For the three months ended December 31,
2013, Cadence reported a net loss of $4.1 million, or $0.05 per share, compared to a net loss of
$21.4 million, or $0.25 per share, for the comparable period in
2012. For the year ended December 31,
2013, Cadence reported a net loss of $24.3 million, or $0.28 per share, compared to a net loss of
$81.0 million, or $0.95 per share, in 2012. Included in the
company's net loss for the twelve months ended December 31, 2013, was a gain of $7.7 million recorded with respect to the waiver,
termination and sale of Cadence's Incline assets in January 2013, for which the company received cash
payments totaling $14.7 million. The
company's net loss for the three and twelve months ended
December 31, 2012, included
impairment charges and a loss on the sale of equipment totaling
$8.6 million pertaining to certain
assets involved with the manufacture of OFIRMEV under the
terminated development and supply agreement with Baxter Healthcare
Corporation. Additionally, the Company recognized disposal costs of
$0.3 million during the fourth
quarter of 2012 for the inventory held while manufacturing was
suspended at Baxter.
The company's gross margin on sales of OFIRMEV for the three
months ended December 31, 2013, was
65%, compared to 58% for the same period in 2012. For the twelve
months ended December 31, 2013,
Cadence reported a gross margin of 66%, compared to 54% for 2012.

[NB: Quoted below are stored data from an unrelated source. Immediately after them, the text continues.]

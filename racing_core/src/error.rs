//! Error types for roster construction.

use thiserror::Error;

/// Errors raised while building a roster.
///
/// Only construction can fail. Once a `Roster` exists, advancing rounds
/// and querying results are infallible.
#[derive(Debug, Clone, PartialEq, Eq, Error)]
pub enum RaceError {
    /// Two or more supplied names are textually identical
    #[error("Duplicate racer name: {0}")]
    DuplicateName(String),

    /// Supplied name count falls outside the allowed range
    #[error("Invalid roster size: {count} (expected {min}..={max})")]
    InvalidRosterSize {
        count: usize,
        min: usize,
        max: usize,
    },

    /// A racer name was empty or whitespace only
    #[error("Racer name must not be empty")]
    EmptyName,
}
//! Core random-draw trait consumed by the race domain.

/// The single capability the race domain needs from its environment.
///
/// # Implementations
///
/// - **Production**: `ThreadRngDraw` - OS-seeded thread-local RNG
/// - **Simulation**: `SimDraw` - `ChaCha8Rng(seed)` in `racing_sim`
/// - **Testing**: `ScriptedDraw` - fixed values, in order
///
/// # Determinism
///
/// Callers make no assumption about seeding. A source that is seeded
/// reports it through [`RandomDraw::seed`] so runs can be replayed.
pub trait RandomDraw: Send {
    /// Returns one value uniformly distributed in `[0, max]` (inclusive).
    fn draw(&mut self, max: u32) -> u32;

    /// Returns the seed behind this source (for logging/replay).
    ///
    /// Unseeded sources return 0.
    fn seed(&self) -> u64;
}

impl<D: RandomDraw + ?Sized> RandomDraw for &mut D {
    fn draw(&mut self, max: u32) -> u32 {
        (**self).draw(max)
    }

    fn seed(&self) -> u64 {
        (**self).seed()
    }
}
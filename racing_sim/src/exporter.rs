//! JSON exporter for finished races.
//!
//! Produces the machine-readable form of a race for `racing-sim --json`.

use crate::runner::RaceOutcome;
use racing_core::Racer;
use serde::{Deserialize, Serialize};

/// Position of a racer at a point in the race.
#[derive(Debug, Clone, PartialEq, Eq, Serialize, Deserialize)]
pub struct RacerStanding {
    pub name: String,
    pub position: i64,
}

impl From<&Racer> for RacerStanding {
    fn from(racer: &Racer) -> Self {
        Self {
            name: racer.name().to_string(),
            position: racer.position(),
        }
    }
}

/// One round of the race.
#[derive(Debug, Clone, PartialEq, Eq, Serialize, Deserialize)]
pub struct RoundFrame {
    pub round: u32,
    pub standings: Vec<RacerStanding>,
}

/// Complete race export.
#[derive(Debug, Clone, PartialEq, Eq, Serialize, Deserialize)]
pub struct RaceExport {
    /// Seed used (0 = unseeded)
    pub seed: u64,

    /// All rounds, in order
    pub rounds: Vec<RoundFrame>,

    /// Names tied at the lead
    pub winners: Vec<String>,
}

impl RaceExport {
    /// Renders pretty-printed JSON.
    pub fn to_json(&self) -> serde_json::Result<String> {
        serde_json::to_string_pretty(self)
    }
}

impl From<&RaceOutcome> for RaceExport {
    fn from(outcome: &RaceOutcome) -> Self {
        Self {
            seed: outcome.seed,
            rounds: outcome
                .rounds
                .iter()
                .map(|snapshot| RoundFrame {
                    round: snapshot.round,
                    standings: snapshot.standings.clone(),
                })
                .collect(),
            winners: outcome.winners.clone(),
        }
    }
}
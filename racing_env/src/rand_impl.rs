//! Production implementation of RandomDraw using the thread-local RNG.

use crate::RandomDraw;
use rand::Rng;

/// Production draw source backed by OS entropy.
///
/// Every call samples `rand::thread_rng()`, so there is no seed to
/// report and no way to replay a run.
#[derive(Debug, Default, Clone, Copy)]
pub struct ThreadRngDraw;

impl ThreadRngDraw {
    /// Creates a new ThreadRngDraw.
    pub fn new() -> Self {
        Self
    }
}

impl RandomDraw for ThreadRngDraw {
    fn draw(&mut self, max: u32) -> u32 {
        rand::thread_rng().gen_range(0..=max)
    }

    fn seed(&self) -> u64 {
        // Production is not seeded
        0
    }
}
//! Racing Simulator CLI
//!
//! Race a roster of named racers and report the winners.

use clap::Parser;
use racing_env::ThreadRngDraw;
use racing_sim::{RaceExport, RaceOutcome, RaceRunner, SimDraw, SimError, MAX_ROUNDS};
use tracing::info;
use tracing_subscriber::{EnvFilter, FmtSubscriber};

/// Racing simulation CLI
#[derive(Parser, Debug)]
#[command(name = "racing-sim")]
#[command(about = "Race named racers on random draws and report the winners", long_about = None)]
struct Args {
    /// Racer names, comma separated (e.g. pobi,woni,jun)
    #[arg(short, long, value_delimiter = ',', required = true)]
    names: Vec<String>,

    /// Number of rounds to run
    #[arg(
        short,
        long,
        default_value = "5",
        value_parser = clap::value_parser!(u32).range(..=i64::from(MAX_ROUNDS))
    )]
    rounds: u32,

    /// Seed for a reproducible race (omit for an unseeded race)
    #[arg(short, long)]
    seed: Option<u64>,

    /// JSON output for machine parsing
    #[arg(long)]
    json: bool,

    /// Verbose output (debug level; overrides RUST_LOG)
    #[arg(short, long)]
    verbose: bool,
}

/// Racer names as typed, with surrounding whitespace removed.
fn racer_names(args: &Args) -> Vec<&str> {
    args.names.iter().map(|name| name.trim()).collect()
}

/// Log filter directives: `--verbose` forces debug, otherwise RUST_LOG, otherwise info.
fn log_directives(verbose: bool, rust_log: Option<String>) -> String {
    if verbose {
        return "debug".to_string();
    }
    rust_log
        .filter(|directives| !directives.trim().is_empty())
        .unwrap_or_else(|| "info".to_string())
}

fn race(args: &Args) -> Result<RaceOutcome, SimError> {
    let names = racer_names(args);

    let outcome = match args.seed {
        Some(seed) => RaceRunner::new(SimDraw::new(seed))
            .with_rounds(args.rounds)
            .run(names)?,
        None => RaceRunner::new(ThreadRngDraw::new())
            .with_rounds(args.rounds)
            .run(names)?,
    };

    Ok(outcome)
}

fn report(args: &Args, outcome: &RaceOutcome) -> Result<String, SimError> {
    if args.json {
        Ok(RaceExport::from(outcome).to_json()?)
    } else {
        Ok(outcome.render())
    }
}

fn main() {
    let args = Args::parse();

    // Initialize logging (stderr, so stdout stays clean for --json)
    let directives = log_directives(args.verbose, std::env::var(EnvFilter::DEFAULT_ENV).ok());
    let filter = EnvFilter::new(directives);
    let subscriber = FmtSubscriber::builder()
        .with_env_filter(filter)
        .with_writer(std::io::stderr)
        .finish();
    if let Err(e) = tracing::subscriber::set_global_default(subscriber) {
        eprintln!("Failed to set tracing subscriber: {}", e);
    }

    info!("Racing Simulator v{}", env!("CARGO_PKG_VERSION"));

    let result = race(&args).and_then(|outcome| report(&args, &outcome));

    // Exit with proper code for scripting
    match result {
        Ok(output) => println!("{}", output),
        Err(e) => {
            eprintln!("Error: {}", e);
            std::process::exit(1);
        }
    }
}
//! Seeded draw source for deterministic races.

use racing_env::RandomDraw;
use rand::SeedableRng;
use rand_chacha::ChaCha8Rng;
use rand_distr::{Distribution, Uniform};

/// Draw source backed by a seeded ChaCha8 RNG.
///
/// Two sources built from the same seed produce the same draws in the
/// same order, so a race can be replayed from its seed alone.
#[derive(Debug, Clone)]
pub struct SimDraw {
    /// Master seed for this race
    seed: u64,

    /// Deterministic RNG
    rng: ChaCha8Rng,
}

impl SimDraw {
    /// Creates a new SimDraw with the given seed.
    pub fn new(seed: u64) -> Self {
        Self {
            seed,
            rng: ChaCha8Rng::seed_from_u64(seed),
        }
    }
}

impl RandomDraw for SimDraw {
    fn draw(&mut self, max: u32) -> u32 {
        Uniform::new_inclusive(0, max).sample(&mut self.rng)
    }

    fn seed(&self) -> u64 {
        self.seed
    }
}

These year-over-year increases were primarily the result of lower
freight costs in 2013 and the impact of price increases implemented
in 2012 and 2013. Operating expenses, including patent
amortization, decreased $3.6 million,
or 12%, for the three months ended December
31, 2013, to $26.8 million,
from $30.3 million for the same
period in 2012. This decrease was primarily attributable to
impairment charges and a loss on the sale of equipment totaling
$8.6 million pertaining to certain
assets involved with the manufacture of OFIRMEV under the
terminated development and supply agreement with Baxter that were recognized during the three
months ended December 31, 2012.
Similar charges were not recorded in 2013, however the company
incurred higher legal and clinical trial expenses during the
three-months ended December 31, 2013
as compared to the same period in 2012. For the twelve months ended
December 31, 2013, Cadence reported
operating expenses of $102.1 million,
a decrease of $1.5 million, or 1%, as
compared to $103.6 million for 2012.
This decrease was primarily attributable to the impairment charge
and loss on equipment sale recorded during the fourth quarter of
2012, mostly offset by higher legal expenses, clinical trial
expenses and corporate development activities in 2013 as compared
to 2012.
As of December 31, 2013, Cadence
held cash, cash equivalents and short-term investments of
$57.4 million, a decrease of
$4.7 million from $62.1 million at December
31, 2012. Net accounts receivable at December 31, 2013, was $9.3 million, representing approximately 30 days
of sales outstanding.
About OFIRMEV® (Acetaminophen)
Injection
OFIRMEV (acetaminophen) injection (1000 mg / 100
mL, 10 mg / mL; for intravenous use only), Cadence Pharmaceuticals'
proprietary intravenous formulation of acetaminophen, is indicated
for the management of mild to moderate pain, the management of
moderate to severe pain with adjunctive opioid analgesics, and the
reduction of fever. The FDA approval of OFIRMEV was based on data
from clinical trials in approximately 1,020 adult and 355 pediatric
patients. These trials included two studies evaluating the safety
and effectiveness of OFIRMEV in the treatment of pain, and one
study evaluating OFIRMEV in the treatment of fever. The
effectiveness of OFIRMEV for the treatment of acute pain and fever
has not been studied in pediatric patients less than 2 years of
age.
Important Safety Information
RISK OF MEDICATION
ERRORS AND HEPATOTOXICITY
Take care when prescribing, preparing, and administering OFIRMEV
injection to avoid dosing errors which could result in accidental
overdose and death.
OFIRMEV contains acetaminophen. Acetaminophen has been associated
with cases of acute liver failure, at times resulting in liver
transplant and death. Most of the cases of liver injury are
associated with the use of acetaminophen at doses that exceed the
recommended maximum daily limits, and often involve more than one
acetaminophen-containing product.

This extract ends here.